ABSTRACT
In basic statistical analysis, attention is usually focused on data samples, X1, X2, … , Xn, where the Xis are independent and identically distributed random variables. In a typical introductory course in univariate mathematical statistics, the case in which samples are not independent but are in fact correlated is not generally covered. However, when data are sampled at neighboring points in time, it is very likely that such observations will be correlated. Such time-dependent sampling schemes are very common. Examples include the following:
• Daily Dow Jones stock market closes over a given period • Monthly unemployment data for the United States • Annual global temperature data for the past 100 years • Monthly incidence rate of influenza • Average number of sunspots observed each year since 1749 • West Texas monthly intermediate crude oil prices • Average monthly temperatures for Pennsylvania
Note that in each of these cases, an observed data value is (probably) not independent of nearby observations.
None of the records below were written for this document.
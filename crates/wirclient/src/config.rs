// SPDX-License-Identifier: BUSL-1.1
// Copyright (c) 2026 Alfred Jean LLC

use std::time::Duration;

/// Configuration for an inspector session.
#[derive(Debug, Clone, clap::Args)]
pub struct InspectorConfig {
    /// Unix-domain socket of the simulator's webinspectord.
    #[arg(long, env = "WIR_SOCKET")]
    pub socket: Option<String>,

    /// TCP address of the daemon when reached through port forwarding.
    #[arg(long, default_value = "[::1]:27753", env = "WIR_TCP_ADDR")]
    pub tcp_addr: String,

    /// User-space proxy address; the proxy gets a JSON socketPath preamble.
    #[arg(long, env = "WIR_PROXY_ADDR")]
    pub proxy_addr: Option<String>,

    /// Page-load timeout in milliseconds.
    #[arg(long, default_value_t = 30_000, env = "WIR_PAGE_LOAD_MS")]
    pub page_load_ms: u64,

    /// How long to wait for `Target.targetCreated` after page selection,
    /// in milliseconds. Also bounds per-page lock acquisition.
    #[arg(long, default_value_t = 10_000, env = "WIR_TARGET_CREATION_MS")]
    pub target_creation_ms: u64,

    /// Reply timeout for one protocol command, in milliseconds.
    #[arg(long, default_value_t = 30_000, env = "WIR_SEND_TIMEOUT_MS")]
    pub send_timeout_ms: u64,

    /// Attempts at `connectToApp` before giving up on app selection.
    #[arg(long, default_value_t = 20, env = "WIR_APP_CONNECT_RETRIES")]
    pub max_app_tries: u32,

    /// Run the extended page-initialization sequence (resource tree,
    /// storage domains, instruments) instead of the minimal one.
    #[arg(long, env = "WIR_FULL_PAGE_INIT")]
    pub full_page_init: bool,

    /// Dump every frame at trace level.
    #[arg(long, env = "WIR_HEXDUMP")]
    pub hexdump: bool,

    /// Reject frames larger than this many bytes.
    #[arg(long, default_value_t = 32 * 1024 * 1024, env = "WIR_MAX_FRAME_LEN")]
    pub max_frame_len: usize,

    /// Socket read size per chunk.
    #[arg(long, default_value_t = 16 * 1024, env = "WIR_CHUNK_SIZE")]
    pub chunk_size: usize,
}

impl Default for InspectorConfig {
    fn default() -> Self {
        Self {
            socket: None,
            tcp_addr: "[::1]:27753".to_owned(),
            proxy_addr: None,
            page_load_ms: 30_000,
            target_creation_ms: 10_000,
            send_timeout_ms: 30_000,
            max_app_tries: 20,
            full_page_init: false,
            hexdump: false,
            max_frame_len: 32 * 1024 * 1024,
            chunk_size: 16 * 1024,
        }
    }
}

impl InspectorConfig {
    pub fn page_load(&self) -> Duration {
        Duration::from_millis(self.page_load_ms)
    }

    pub fn target_creation(&self) -> Duration {
        Duration::from_millis(self.target_creation_ms)
    }

    pub fn send_timeout(&self) -> Duration {
        Duration::from_millis(self.send_timeout_ms)
    }

    /// Bound on the wait for a page's target to appear: at least 30 s,
    /// stretched by a longer configured page-load budget.
    pub fn target_wait(&self) -> Duration {
        self.page_load().max(Duration::from_secs(30))
    }

    /// Bound on the wait for the page-initialized signal.
    pub fn init_wait(&self) -> Duration {
        self.target_creation() * 6 / 5
    }
}
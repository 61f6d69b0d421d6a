// SPDX-License-Identifier: BUSL-1.1
// Copyright (c) 2026 Alfred Jean LLC

//! End-to-end scenarios against a scripted daemon on a real Unix socket.

use std::time::Duration;

use wirclient::transport::socket::{self, SocketOpts};
use wirclient::{Inspector, InspectorConfig, SelectAppOpts};
use wirclient_specs::{DaemonSpec, FakeInspectord};

fn config() -> InspectorConfig {
    InspectorConfig {
        target_creation_ms: 2_000,
        send_timeout_ms: 2_000,
        page_load_ms: 2_000,
        ..Default::default()
    }
}

async fn connect(daemon: &FakeInspectord) -> anyhow::Result<std::sync::Arc<Inspector>> {
    let path = daemon.socket_path.to_string_lossy().into_owned();
    let transport = socket::connect_unix(&path, SocketOpts::default()).await?;
    Ok(Inspector::connect(transport, config()).await?)
}

#[tokio::test]
async fn handshake_reports_the_connected_applications() -> anyhow::Result<()> {
    let daemon = FakeInspectord::spawn(DaemonSpec::default()).await?;
    let inspector = connect(&daemon).await?;

    let apps = inspector.apps().await;
    assert_eq!(apps.len(), 1);
    let app = &apps["PID:42"];
    assert_eq!(app.bundle_id, "io.appium.bundle");
    assert!(app.is_active);
    assert!(!app.is_proxy);
    assert!(!app.is_automation_enabled());

    let setup = inspector.setup_info().await;
    assert_eq!(setup.map(|s| s.build), Some("WP42FJ".to_owned()));

    inspector.disconnect().await;
    Ok(())
}

#[tokio::test]
async fn app_selection_filters_about_blank_listings() -> anyhow::Result<()> {
    let daemon = FakeInspectord::spawn(DaemonSpec {
        pages: vec![
            (1, "about:blank".to_owned(), String::new()),
            (2, "https://x".to_owned(), "x".to_owned()),
        ],
        ..Default::default()
    })
    .await?;
    let inspector = connect(&daemon).await?;

    let opts = SelectAppOpts { ignore_about_blank: true, ..Default::default() };
    let (app_id, pages) = inspector
        .select_app(&opts)
        .await?
        .ok_or_else(|| anyhow::anyhow!("no app selected"))?;
    assert_eq!(app_id, "PID:42");
    assert_eq!(pages.len(), 1);
    assert_eq!(pages[0].id, 2);
    assert_eq!(pages[0].url, "https://x");

    inspector.disconnect().await;
    Ok(())
}

#[tokio::test]
async fn page_selection_initializes_and_evaluates() -> anyhow::Result<()> {
    let daemon = FakeInspectord::spawn(DaemonSpec::default()).await?;
    let inspector = connect(&daemon).await?;

    inspector.select_page("PID:42", 1, None).await?;

    let methods = daemon.methods().await;
    assert!(methods.iter().any(|m| m == "Inspector.enable"));
    assert_eq!(methods.last().map(String::as_str), Some("Inspector.initialized"));

    // Wrapped evaluation resolves with the unwrapped value.
    let value = inspector.execute("PID:42", 1, "1").await?;
    assert_eq!(value, serde_json::json!(1));

    inspector.disconnect().await;
    Ok(())
}

#[tokio::test]
async fn missing_target_domain_downgrades_the_protocol() -> anyhow::Result<()> {
    let daemon = FakeInspectord::spawn(DaemonSpec {
        supports_targets: false,
        ..Default::default()
    })
    .await?;
    let inspector = connect(&daemon).await?;
    inspector.select_page("PID:42", 1, None).await?;

    let value = inspector.execute("PID:42", 1, "1").await?;
    assert_eq!(value, serde_json::json!(1));

    // After the downgrade, every command travels unwrapped.
    let methods = daemon.methods().await;
    assert!(methods.iter().any(|m| m == "Runtime.evaluate"));

    let cookies = inspector.get_cookies("PID:42", 1).await;
    assert!(cookies.is_ok());

    inspector.disconnect().await;
    Ok(())
}

#[tokio::test]
async fn garbage_collect_timeout_is_non_fatal() -> anyhow::Result<()> {
    let daemon = FakeInspectord::spawn(DaemonSpec::default()).await?;
    let inspector = connect(&daemon).await?;
    inspector.select_page("PID:42", 1, None).await?;

    // The fake daemon acks Heap.gc like everything else, so this resolves
    // quickly; the call must never error either way.
    inspector.garbage_collect("PID:42", 1, Duration::from_millis(500)).await;

    assert!(inspector.is_connected());
    inspector.disconnect().await;
    Ok(())
}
That is, the data are correlated and are therefore not appropriately analyzed using univariate statistical methods based on independence. Nevertheless, these types of data are abundant in fields such as economics, biology, medicine, and the physical and engineering sciences, where there is interest in understanding the mechanisms underlying these data, producing forecasts of future behavior, and drawing conclusions from the data. Time series analysis is the study of these types of data, and in this book we will introduce you to the extensive collection of tools and models for using the inherent correlation structure in such data sets to assist in their analysis and interpretation.